De hoje em diante … O amanhã?

De hoje em diante … O amanhã?

Mudanças já estavam em curso e a pandemia veio acelerar nosso futuro exigindo um olhar diferente e adaptações ágeis. Quanto maior nossa responsabilidade mais livre viveremos a era que se nos apresenta e melhor será nossa reinvenção.

Lidar com as emoções de forma a podermos gerir tudo o que a vida nos apresenta é um desafio. No meio do caminho, angústia, ansiedade, depressão, solidão podem se fazer presentes por algum tempo. Sem falar em stress, inclusive pós traumático, medos, fobias dentre outras. Lidar com todos os lutos se faz um aprendizado. Já pararam para pensar de quantas coisas e pessoas estamos nos despedindo? Desde uma rotina que não será mais a mesma, encontros, passeios, viagens, enfim….

Algo é certo. A qualidade de vida está e ficará em evidência daqui para frente, ou seja, devemos fazer gestão humana com conscientização e responsabilização de forma genuína inclusive dentro das empresas. Estamos aprendendo a privilegiar o bem estar e harmonia biopsicossocial e, para isso, pessoas precisam de entendimento, consciência, abertura para o autoconhecimento e contato profundo consigo mesmo. Vemos que já existe e haverá uma tremenda necessidade de psicoterapia (remota) e trabalhos voltados ao psicológico, mental e até espiritual (não no sentido religioso da palavra) como forma de ter pessoas saudáveis emocionalmente e, por consequência, produtivas, engajadas e felizes.

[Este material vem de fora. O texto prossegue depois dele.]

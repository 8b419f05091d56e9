//! Recursive differencing engine and the three array reconciliation
//! strategies.
//!
//! The engine walks the key union of both trees, consults the selection at
//! every step (`should_traverse` to descend, `is_selected` to report) and
//! hands every array pairing to [`Comparison::compare_arrays`], which picks
//! one of three plans: key-based matching by element identity, positional
//! pairing by index, or set membership on serialized form.

use std::collections::HashSet;

use indexmap::{IndexMap, IndexSet};
use serde_json::Value;

use crate::keys::{self, ArrayKeySetting, ArrayKeySettings, DiffOptions};
use crate::path::{join_key, strip_brackets};
use crate::selection::Selection;
use crate::stable;

/// Kind of a reported difference.
#[derive(Debug, Clone, Copy, PartialEq, Eq, PartialOrd, Ord, Hash)]
pub enum DifferenceKind {
    Added,
    Removed,
    Changed,
}

/// One reported difference, immutable once produced.
#[derive(Debug, Clone, PartialEq)]
pub enum Difference {
    /// Present only in the second document.
    Added { path: String, value_b: Value },
    /// Present only in the first document.
    Removed { path: String, value_a: Value },
    /// Present in both with different values or types.
    Changed {
        path: String,
        value_a: Value,
        value_b: Value,
    },
}

impl Difference {
    pub fn path(&self) -> &str {
        match self {
            Self::Added { path, .. } | Self::Removed { path, .. } | Self::Changed { path, .. } => {
                path
            }
        }
    }

    pub fn kind(&self) -> DifferenceKind {
        match self {
            Self::Added { .. } => DifferenceKind::Added,
            Self::Removed { .. } => DifferenceKind::Removed,
            Self::Changed { .. } => DifferenceKind::Changed,
        }
    }
}

/// Dynamic-typing view of a node: null, objects, and arrays all share one
/// type, so null-vs-object and object-vs-array pairs are not a type change.
#[derive(Debug, Clone, Copy, PartialEq, Eq)]
enum NodeType {
    Object,
    String,
    Number,
    Bool,
}

fn node_type(value: &Value) -> NodeType {
    match value {
        Value::Null | Value::Object(_) | Value::Array(_) => NodeType::Object,
        Value::String(_) => NodeType::String,
        Value::Number(_) => NodeType::Number,
        Value::Bool(_) => NodeType::Bool,
    }
}

// Keys an object-typed node contributes to the key union. Arrays expose
// their indices as string keys; null and primitives expose nothing.
fn node_keys(value: &Value) -> Vec<String> {
    match value {
        Value::Object(obj) => obj.keys().cloned().collect(),
        Value::Array(arr) => (0..arr.len()).map(|i| i.to_string()).collect(),
        _ => Vec::new(),
    }
}

// Member lookup matching `node_keys`: objects by key, arrays by parsed index.
fn node_member<'v>(value: &'v Value, key: &str) -> Option<&'v Value> {
    match value {
        Value::Object(obj) => obj.get(key),
        Value::Array(arr) => key.parse::<usize>().ok().and_then(|i| arr.get(i)),
        _ => None,
    }
}

/// One comparison run: the engine plus the snapshots it consults.
///
/// Selection, per-array settings, and heuristic options are borrowed
/// read-only for the duration of the run; the engine never mutates them.
pub struct Comparison<'a> {
    selection: &'a Selection,
    settings: &'a ArrayKeySettings,
    options: &'a DiffOptions,
}

impl<'a> Comparison<'a> {
    pub fn new(
        selection: &'a Selection,
        settings: &'a ArrayKeySettings,
        options: &'a DiffOptions,
    ) -> Self {
        Self {
            selection,
            settings,
            options,
        }
    }

    /// Compare two trees from the root.
    pub fn diff(&self, a: &Value, b: &Value) -> Vec<Difference> {
        self.diff_at(a, b, "")
    }

    /// Compare two nodes addressed by `path`.
    ///
    /// Differences come out in key-union order, nested results inline at the
    /// position of their parent key.
    pub fn diff_at(&self, a: &Value, b: &Value, path: &str) -> Vec<Difference> {
        if let (Value::Array(arr_a), Value::Array(arr_b)) = (a, b) {
            return self.compare_arrays(arr_a, arr_b, path);
        }

        let mut differences = Vec::new();
        let mut all_keys: IndexSet<String> = node_keys(a).into_iter().collect();
        all_keys.extend(node_keys(b));

        for key in &all_keys {
            let current = join_key(path, key);
            if !self.selection.should_traverse(&current) {
                continue;
            }
            let report = self.selection.is_selected(&current);

            match (node_member(a, key), node_member(b, key)) {
                (None, Some(value_b)) => {
                    if report {
                        differences.push(Difference::Added {
                            path: current,
                            value_b: value_b.clone(),
                        });
                    }
                }
                (Some(value_a), None) => {
                    if report {
                        differences.push(Difference::Removed {
                            path: current,
                            value_a: value_a.clone(),
                        });
                    }
                }
                (Some(value_a), Some(value_b)) => {
                    if node_type(value_a) != node_type(value_b) {
                        if report {
                            differences.push(Difference::Changed {
                                path: current,
                                value_a: value_a.clone(),
                                value_b: value_b.clone(),
                            });
                        }
                    } else if let (Value::Array(arr_a), Value::Array(arr_b)) = (value_a, value_b) {
                        differences.extend(self.compare_arrays(arr_a, arr_b, &current));
                    } else if node_type(value_a) == NodeType::Object
                        && !value_a.is_null()
                        && !value_b.is_null()
                    {
                        differences.extend(self.diff_at(value_a, value_b, &current));
                    } else if value_a != value_b && report {
                        differences.push(Difference::Changed {
                            path: current,
                            value_a: value_a.clone(),
                            value_b: value_b.clone(),
                        });
                    }
                }
                (None, None) => {}
            }
        }
        differences
    }

    /// Array reconciliation. Key-based and positional plans apply to arrays
    /// with object elements and a selected descendant; everything else falls
    /// through to set membership.
    pub fn compare_arrays(&self, arr_a: &[Value], arr_b: &[Value], path: &str) -> Vec<Difference> {
        let mut differences = Vec::new();
        if !self.selection.should_traverse(path) {
            return differences;
        }

        let has_objects =
            arr_a.iter().any(Value::is_object) || arr_b.iter().any(Value::is_object);

        if has_objects && self.selection.has_selected_descendant(path) {
            let common_keys = match self.settings.get(&strip_brackets(path)) {
                ArrayKeySetting::Positional => None,
                ArrayKeySetting::Manual(keys) => Some(keys.clone()),
                ArrayKeySetting::Auto => keys::find_common_keys(arr_a, arr_b, self.options),
            };

            if let Some(common_keys) = common_keys.filter(|keys| !keys.is_empty()) {
                self.compare_keyed(arr_a, arr_b, path, &common_keys, &mut differences);
            } else {
                self.compare_positional(arr_a, arr_b, path, &mut differences);
            }
            return differences;
        }

        // Set membership on stable serialized form; order and duplicate
        // counts do not matter.
        if !self.selection.is_selected(path) {
            return differences;
        }
        let set_a: HashSet<String> = arr_a.iter().map(stable::stringify).collect();
        let set_b: HashSet<String> = arr_b.iter().map(stable::stringify).collect();
        for (index, item) in arr_a.iter().enumerate() {
            if !set_b.contains(&stable::stringify(item)) {
                differences.push(Difference::Removed {
                    path: format!("{path}[{index}]"),
                    value_a: item.clone(),
                });
            }
        }
        for (index, item) in arr_b.iter().enumerate() {
            if !set_a.contains(&stable::stringify(item)) {
                differences.push(Difference::Added {
                    path: format!("{path}[{index}]"),
                    value_b: item.clone(),
                });
            }
        }
        differences
    }

    // Match object elements by composite identity. Elements missing one of
    // the keys never enter the maps and are invisible to this plan; a later
    // duplicate of the same composite overwrites the earlier one.
    fn compare_keyed(
        &self,
        arr_a: &[Value],
        arr_b: &[Value],
        path: &str,
        common_keys: &[String],
        differences: &mut Vec<Difference>,
    ) {
        let map_a = index_by_composite(arr_a, common_keys);
        let map_b = index_by_composite(arr_b, common_keys);

        let mut all_composites: IndexSet<&String> = map_a.keys().collect();
        all_composites.extend(map_b.keys());

        let segment = |item: &Value| {
            // Entries come from as_object above.
            item.as_object()
                .map(|obj| keys::key_match_segment(obj, common_keys))
                .unwrap_or_default()
        };

        for composite in all_composites {
            match (map_a.get(composite), map_b.get(composite)) {
                (None, Some(item_b)) => {
                    if self.selection.is_selected(path) {
                        differences.push(Difference::Added {
                            path: format!("{path}[{}]", segment(item_b)),
                            value_b: (*item_b).clone(),
                        });
                    }
                }
                (Some(item_a), None) => {
                    if self.selection.is_selected(path) {
                        differences.push(Difference::Removed {
                            path: format!("{path}[{}]", segment(item_a)),
                            value_a: (*item_a).clone(),
                        });
                    }
                }
                (Some(item_a), Some(item_b)) => {
                    let item_path = format!("{path}[{}]", segment(item_a));
                    differences.extend(self.diff_at(item_a, item_b, &item_path));
                }
                (None, None) => {}
            }
        }
    }

    // Pair by index up to the longer side. Object-typed pairs recurse;
    // primitive pairs report on inequality at their indexed path.
    fn compare_positional(
        &self,
        arr_a: &[Value],
        arr_b: &[Value],
        path: &str,
        differences: &mut Vec<Difference>,
    ) {
        let max_len = arr_a.len().max(arr_b.len());
        for i in 0..max_len {
            let item_path = format!("{path}[{i}]");
            match (arr_a.get(i), arr_b.get(i)) {
                (None, Some(item_b)) => {
                    if self.selection.is_selected(path) {
                        differences.push(Difference::Added {
                            path: item_path,
                            value_b: item_b.clone(),
                        });
                    }
                }
                (Some(item_a), None) => {
                    if self.selection.is_selected(path) {
                        differences.push(Difference::Removed {
                            path: item_path,
                            value_a: item_a.clone(),
                        });
                    }
                }
                (Some(item_a), Some(item_b)) => {
                    if node_type(item_a) == NodeType::Object
                        && node_type(item_b) == NodeType::Object
                    {
                        differences.extend(self.diff_at(item_a, item_b, &item_path));
                    } else if item_a != item_b && self.selection.is_selected(&item_path) {
                        differences.push(Difference::Changed {
                            path: item_path,
                            value_a: item_a.clone(),
                            value_b: item_b.clone(),
                        });
                    }
                }
                (None, None) => {}
            }
        }
    }
}

// Object elements with every key present, keyed by composite identity.
// Later duplicates of a composite overwrite earlier ones.
fn index_by_composite<'v>(
    arr: &'v [Value],
    common_keys: &[String],
) -> IndexMap<String, &'v Value> {
    let mut map: IndexMap<String, &Value> = IndexMap::new();
    for item in arr {
        if let Some(obj) = item.as_object() {
            if common_keys.iter().all(|k| obj.contains_key(k)) {
                map.insert(keys::composite_key(obj, common_keys), item);
            }
        }
    }
    map
}

/// Compare two trees with universal selection, automatic key discovery, and
/// default options.
pub fn diff(a: &Value, b: &Value) -> Vec<Difference> {
    let selection = Selection::All;
    let settings = ArrayKeySettings::new();
    let options = DiffOptions::default();
    Comparison::new(&selection, &settings, &options).diff(a, b)
}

Novas habilidades a serem desenvolvidas, aprimoradas ou até mesmo as velhas habilidades precisando estar mais ativas no nosso dia a dia, sem falar na inteligência emocional para lidar com a imensidão de emoções que temos que dar conta frente as experiências de um mundo VUCA, ou seja, volátil, incerto, complexo e ambíguo. Assim, ficam também nossos sentimentos. Enfim, estamos remodelando nossas necessidades, valores de vida e até mesmo nossos propósitos. O equilíbrio vem a partir de uma permanente adaptação à realidade. Resistir a ela traz stress, frustração e outras patologias.

Diante da incerteza vamos olhando para aqueles que já encontraram algumas saídas e trazem algumas práticas na maneira de se relacionar e gerenciar as interações na vida pessoal e profissional. Estamos aprendendo e entendendo o que é essencial e necessário. As vivências “low touch” nos surpreendem e pedem modificações significativas nas interações. Relacionamentos trazem a redução de contato próximo, além de mudanças de hábitos, rotina simples do dia a dia, requisitos de saúde, higiene, segurança e proteção a si e ao outro. Vamos descobrindo gradativamente os benefícios de uma nova maneira de viver.

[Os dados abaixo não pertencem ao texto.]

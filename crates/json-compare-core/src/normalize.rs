//! Key-order normalization.
//!
//! Reordering object keys before a review pass makes side-by-side reading
//! and text-level diffing of two documents feasible; the comparison engine
//! itself never depends on key order.

use serde_json::{Map, Value};

/// Recursively sort object keys alphabetically. Arrays keep their element
/// order, elements are normalized individually.
pub fn alphabetical(value: &Value) -> Value {
    match value {
        Value::Array(arr) => Value::Array(arr.iter().map(alphabetical).collect()),
        Value::Object(obj) => {
            let mut keys: Vec<&String> = obj.keys().collect();
            keys.sort_unstable();
            let mut out = Map::new();
            for key in keys {
                out.insert(key.clone(), alphabetical(&obj[key]));
            }
            Value::Object(out)
        }
        other => other.clone(),
    }
}

/// Recursively reorder object keys to follow `master`'s key order; keys the
/// master lacks are appended alphabetically.
///
/// Array elements are normalized against the positionally corresponding
/// master element, with the master's first element as template for surplus
/// positions. A non-object master degrades to alphabetical sorting.
pub fn by_master(value: &Value, master: &Value) -> Value {
    match value {
        Value::Array(arr) => {
            let master_items = master.as_array();
            Value::Array(
                arr.iter()
                    .enumerate()
                    .map(|(index, item)| {
                        let template = master_items
                            .and_then(|m| m.get(index).or_else(|| m.first()))
                            .unwrap_or(&Value::Null);
                        by_master(item, template)
                    })
                    .collect(),
            )
        }
        Value::Object(obj) => {
            let master_obj = match master.as_object() {
                Some(m) => m,
                None => return alphabetical(value),
            };
            let mut out = Map::new();
            for (key, template) in master_obj {
                if let Some(child) = obj.get(key) {
                    out.insert(key.clone(), by_master(child, template));
                }
            }
            let mut remaining: Vec<&String> =
                obj.keys().filter(|k| !master_obj.contains_key(*k)).collect();
            remaining.sort_unstable();
            for key in remaining {
                out.insert(key.clone(), alphabetical(&obj[key]));
            }
            Value::Object(out)
        }
        other => other.clone(),
    }
}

Percebemos algumas mudanças:

– Comportamento consumidor (o que consumimos e as compras digitais que se tornarão naturais) tendendo a uma maior maturidade e, consequentemente, a forma como lidamos com o dinheiro e nossas finanças.

– Gestão do tempo, foco e feedbacks remotos dentre tantos outros estão e serão praticados com sabedoria, consciência e humanização nos processos.

– A formação contínua permanece em pauta como competência necessária para sobrevivência de pessoas e organizações e, a notória necessidade de agilidade em processos e na tomada de decisões já tem sido vista como a grande tendência nas organizações.

– A criatividade para resoluções se apresenta juntamente com as soluções digitais como forma de ampliar as experiências que estamos e vamos viver, com metodologias apropriadas para cada negócio e situação, sem perder a interação humana.

– A busca por sustentabilidade, faz com que as empresas estejam mais responsáveis socialmente. Vemos que as marcas que estarão presentes na vida das pessoas são aquelas que, em momento de crise, foram cuidadosas com o ser humano e com as situações difíceis que enfrentamos.

– Treinamento e a capacitação aumentarão como forma de preparação para adaptação e novos negócios como meio de sustentação e especialização. 

– Investimento maior no ser humano e seu bem-estar e na colaboração de forma a salientar o coletivo.

Com tudo isso, nossa identidade muda e vamos acoplando a ela novas experiências que transformam quem somos e como nos posicionamos diante da vida.

Devemos ressaltar que nesse processo, temos que nos gratificar e reconhecer as mudanças que também são positivas aprendendo a priorizar. Busquemos sentidos concretos, que não visam excelência, mas que vão de encontro com aquilo que nos faz coerente, podendo, assim, fazermos escolhas com liberdade e responsabilidade, mesmo diante de adversidades, tomando decisões sustentáveis e transformando com otimismo (extraindo o melhor de cada experiencia vivida) e criatividade as situações que a vida nos traz.